▶ PROBLEM STATEMENT: Identify and copy all lines of the material where the string "worker" is found.

RECORDS TO USE below:

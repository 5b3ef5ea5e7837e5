//! Paste store tests against a temporary data directory.

use super::*;
use crate::naming::generate_id;
use crate::test_support::{setup_temp_store, stored_file_names};
use rand::{rngs::StdRng, SeedableRng};
use std::sync::Arc;

fn paste(id: &str, language: Language, expiration: i64, raw: &str) -> Paste {
    Paste::from_submission(id.to_string(), language, expiration, raw)
}

#[test]
fn open_creates_missing_data_directory() {
    let temp = tempfile::TempDir::new().expect("temp dir");
    let nested = temp.path().join("a").join("b").join("data");
    let store = PasteStore::open(&nested, 6).expect("open");
    assert!(nested.is_dir());
    assert_eq!(store.dir(), nested.as_path());
    assert_eq!(store.id_length(), 6);
}

#[test]
fn save_writes_record_name_and_escaped_body() {
    let (store, _temp) = setup_temp_store();
    let paste = paste("Ab3dE9", Language::Perl, 1_404_658_345, "print \"<hi>\";");
    store.save(&paste).expect("save");

    let names = stored_file_names(&store);
    assert_eq!(names.into_iter().collect::<Vec<_>>(), vec!["Ab3dE9-perl-1404658345"]);
    let body = fs::read_to_string(store.dir().join("Ab3dE9-perl-1404658345")).expect("body");
    assert_eq!(body, "print &#34;&lt;hi&gt;&#34;;");
}

#[cfg(unix)]
#[test]
fn records_are_owner_read_write_only() {
    use std::os::unix::fs::PermissionsExt;

    let (store, _temp) = setup_temp_store();
    store
        .save(&paste("Ab3dE9", Language::Text, 10, "saved"))
        .expect("save");
    let mut rng = StdRng::seed_from_u64(11);
    let created = store
        .create(&mut rng, Language::Text, 10, "created")
        .expect("create");

    for name in ["Ab3dE9-text-10".to_string(), format!("{}-text-10", created.id)] {
        let mode = fs::metadata(store.dir().join(&name))
            .expect("metadata")
            .permissions()
            .mode();
        assert_eq!(mode & 0o777, 0o600, "record: {}", name);
    }
}

#[test]
fn save_then_load_round_trips_all_fields() {
    let (store, _temp) = setup_temp_store();
    for (id, language) in [("abc123", Language::Python), ("ZZZZZZ", Language::Sql)] {
        let original = paste(id, language, 1_700_007_200, "SELECT 'x' < 1;\n");
        store.save(&original).expect("save");
        assert_eq!(store.load(id).expect("load"), original);
    }
}

#[test]
fn saving_same_record_twice_overwrites_body() {
    let (store, _temp) = setup_temp_store();
    store
        .save(&paste("abc123", Language::Text, 100, "first"))
        .expect("first save");
    store
        .save(&paste("abc123", Language::Text, 100, "second"))
        .expect("second save");

    assert_eq!(stored_file_names(&store).len(), 1);
    assert_eq!(store.load("abc123").expect("load").content, "second");
}

#[test]
fn saving_same_id_with_new_suffix_leaves_both_records() {
    let (store, _temp) = setup_temp_store();
    store
        .save(&paste("abc123", Language::Text, 100, "plain"))
        .expect("text save");
    store
        .save(&paste("abc123", Language::Bash, 200, "echo hi"))
        .expect("bash save");

    let names: Vec<String> = stored_file_names(&store).into_iter().collect();
    assert_eq!(names, vec!["abc123-bash-200", "abc123-text-100"]);

    // Resolution is by file-name order, so the bash record wins.
    let loaded = store.load("abc123").expect("load");
    assert_eq!(loaded.language, Language::Bash);
    assert_eq!(loaded.expiration, 200);
    assert_eq!(loaded.content, "echo hi");
}

#[test]
fn save_leaves_no_temporary_files_behind() {
    let (store, _temp) = setup_temp_store();
    for n in 0..5 {
        store
            .save(&paste("abc123", Language::Text, n, "body"))
            .expect("save");
    }
    assert!(stored_file_names(&store)
        .iter()
        .all(|name| !name.starts_with('.')));
}

#[test]
fn save_rejects_unencodable_pastes() {
    let (store, _temp) = setup_temp_store();
    let cases = [
        paste("abc-12", Language::Text, 1, "x"),
        paste("abc12", Language::Text, 1, "x"),
        paste("../../x", Language::Text, 1, "x"),
        paste("abc123", Language::Text, -1, "x"),
    ];
    for case in cases {
        let err = store.save(&case).expect_err("invalid paste");
        assert!(matches!(err, AppError::BadRequest(_)), "paste: {:?}", case);
    }
    assert!(stored_file_names(&store).is_empty());
}

#[test]
fn load_unknown_or_invalid_id_is_not_found() {
    let (store, _temp) = setup_temp_store();
    store
        .save(&paste("abc123", Language::Text, 1, "x"))
        .expect("save");

    for id in ["zzz999", "abc12", "abc1234", "*", "../abc", "abc12?"] {
        let err = store.load(id).expect_err(id);
        assert!(matches!(err, AppError::NotFound), "id: {}", id);
    }
}

#[test]
fn load_corrupted_record_name_is_malformed() {
    let (store, _temp) = setup_temp_store();
    for name in ["abc123-perl", "abc123-Perl-100", "abc123-perl-1x0"] {
        fs::write(store.dir().join(name), "body").expect("write fixture");
        let err = store.load("abc123").expect_err(name);
        assert!(matches!(err, AppError::MalformedRecord(_)), "name: {}", name);
        fs::remove_file(store.dir().join(name)).expect("cleanup");
    }
}

#[test]
fn load_non_utf8_body_is_malformed() {
    let (store, _temp) = setup_temp_store();
    fs::write(store.dir().join("abc123-text-5"), [0xff, 0xfe, 0x00]).expect("write fixture");
    let err = store.load("abc123").expect_err("invalid utf-8");
    assert!(matches!(err, AppError::MalformedRecord(ref msg) if msg.contains("UTF-8")));
}

#[test]
fn load_unsupported_language_tag_falls_back_to_text() {
    let (store, _temp) = setup_temp_store();
    fs::write(store.dir().join("abc123-cobol-5"), "IDENTIFICATION DIVISION.").expect("write");
    let loaded = store.load("abc123").expect("load");
    assert_eq!(loaded.language, Language::Text);
    assert_eq!(loaded.expiration, 5);
}

#[test]
fn load_takes_metadata_from_hand_written_record_name() {
    let (store, _temp) = setup_temp_store();
    fs::write(store.dir().join("Zz9yX8-c-1700000000"), "int main;").expect("write fixture");
    let loaded = store.load("Zz9yX8").expect("load");
    assert_eq!(
        loaded,
        Paste {
            id: "Zz9yX8".to_string(),
            language: Language::C,
            expiration: 1_700_000_000,
            content: "int main;".to_string(),
        }
    );
}

#[test]
fn load_ignores_directories_with_matching_prefix() {
    let (store, _temp) = setup_temp_store();
    fs::create_dir(store.dir().join("abc123-text-1")).expect("mkdir");
    assert!(matches!(store.load("abc123"), Err(AppError::NotFound)));
}

#[test]
fn create_falls_back_to_text_for_unknown_language() {
    let (store, _temp) = setup_temp_store();
    let mut rng = StdRng::seed_from_u64(0);
    let language = Language::from_tag_or_default(Some("cobol"));
    let created = store
        .create(&mut rng, language, 1_700_003_600, "MOVE 1 TO X.")
        .expect("create");

    let names = stored_file_names(&store);
    assert!(names.contains(&format!("{}-text-1700003600", created.id)));
    assert_eq!(store.load(&created.id).expect("load").language, Language::Text);
}

#[test]
fn create_skips_identifiers_already_on_disk() {
    let (store, _temp) = setup_temp_store();
    let seed = 1234;
    let first_candidate = generate_id(&mut StdRng::seed_from_u64(seed), 6);
    store
        .save(&paste(&first_candidate, Language::Ruby, 50, "puts 1"))
        .expect("occupy first candidate");

    let mut rng = StdRng::seed_from_u64(seed);
    let created = store
        .create(&mut rng, Language::Text, 60, "fresh")
        .expect("create");

    assert_ne!(created.id, first_candidate);
    assert_eq!(store.load(&first_candidate).expect("load").content, "puts 1");
    assert_eq!(store.load(&created.id).expect("load").content, "fresh");
}

#[test]
fn concurrent_creates_with_identical_seeds_never_share_ids() {
    let (store, _temp) = setup_temp_store();
    let store = Arc::new(store);

    let handles: Vec<_> = (0..3)
        .map(|worker| {
            let store = store.clone();
            std::thread::spawn(move || {
                let mut rng = StdRng::seed_from_u64(99);
                (0..4)
                    .map(|n| {
                        store
                            .create(&mut rng, Language::Text, 1, &format!("{}-{}", worker, n))
                            .expect("create")
                            .id
                    })
                    .collect::<Vec<_>>()
            })
        })
        .collect();

    let mut ids: Vec<String> = handles
        .into_iter()
        .flat_map(|handle| handle.join().expect("worker"))
        .collect();
    ids.sort();
    ids.dedup();
    assert_eq!(ids.len(), 12);
    assert_eq!(stored_file_names(&store).len(), 12);
}
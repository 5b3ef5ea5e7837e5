//! Shared constants used across minipaste crates.

/// Default HTTP port.
pub const DEFAULT_PORT: u16 = 8080;

/// Default maximum paste size accepted by the HTTP layer (1 MiB).
pub const DEFAULT_MAX_PASTE_SIZE: usize = 1024 * 1024;

/// Default length of generated paste identifiers.
pub const DEFAULT_ID_LENGTH: usize = 6;

/// Largest identifier length accepted from configuration.
pub const MAX_ID_LENGTH: usize = 32;

/// Default data directory, relative to the working directory.
pub const DEFAULT_DATA_DIR: &str = "data";

/// Default root for `scripts/`, `styles/` and `images/`.
pub const DEFAULT_ASSETS_DIR: &str = ".";

/// Alphabet identifiers are drawn from.
pub const ID_ALPHABET: &[u8] = b"ABCDEFGHIJKLMNOPQRSTUVWXYZ1234567890abcdefghijklmnopqrstuvwxyz";

/// Attempts made to find an unused identifier before giving up.
pub const MAX_ID_ATTEMPTS: usize = 16;

/// Shortest requestable paste lifetime in seconds (1 hour).
pub const MIN_EXPIRATION_SECS: i64 = 3_600;

/// Longest requestable paste lifetime in seconds (7 days).
pub const MAX_EXPIRATION_SECS: i64 = 604_800;

/// Lifetime applied when the request does not carry a usable value.
pub const DEFAULT_EXPIRATION_SECS: i64 = 3_600;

End of RECORDS TO USE.

▶ FINISHED TASK:
        .map(|worker| {
                            .create(&mut rng, Language::Text, 1, &format!("{}-{}", worker, n))
        .flat_map(|handle| handle.join().expect("worker"))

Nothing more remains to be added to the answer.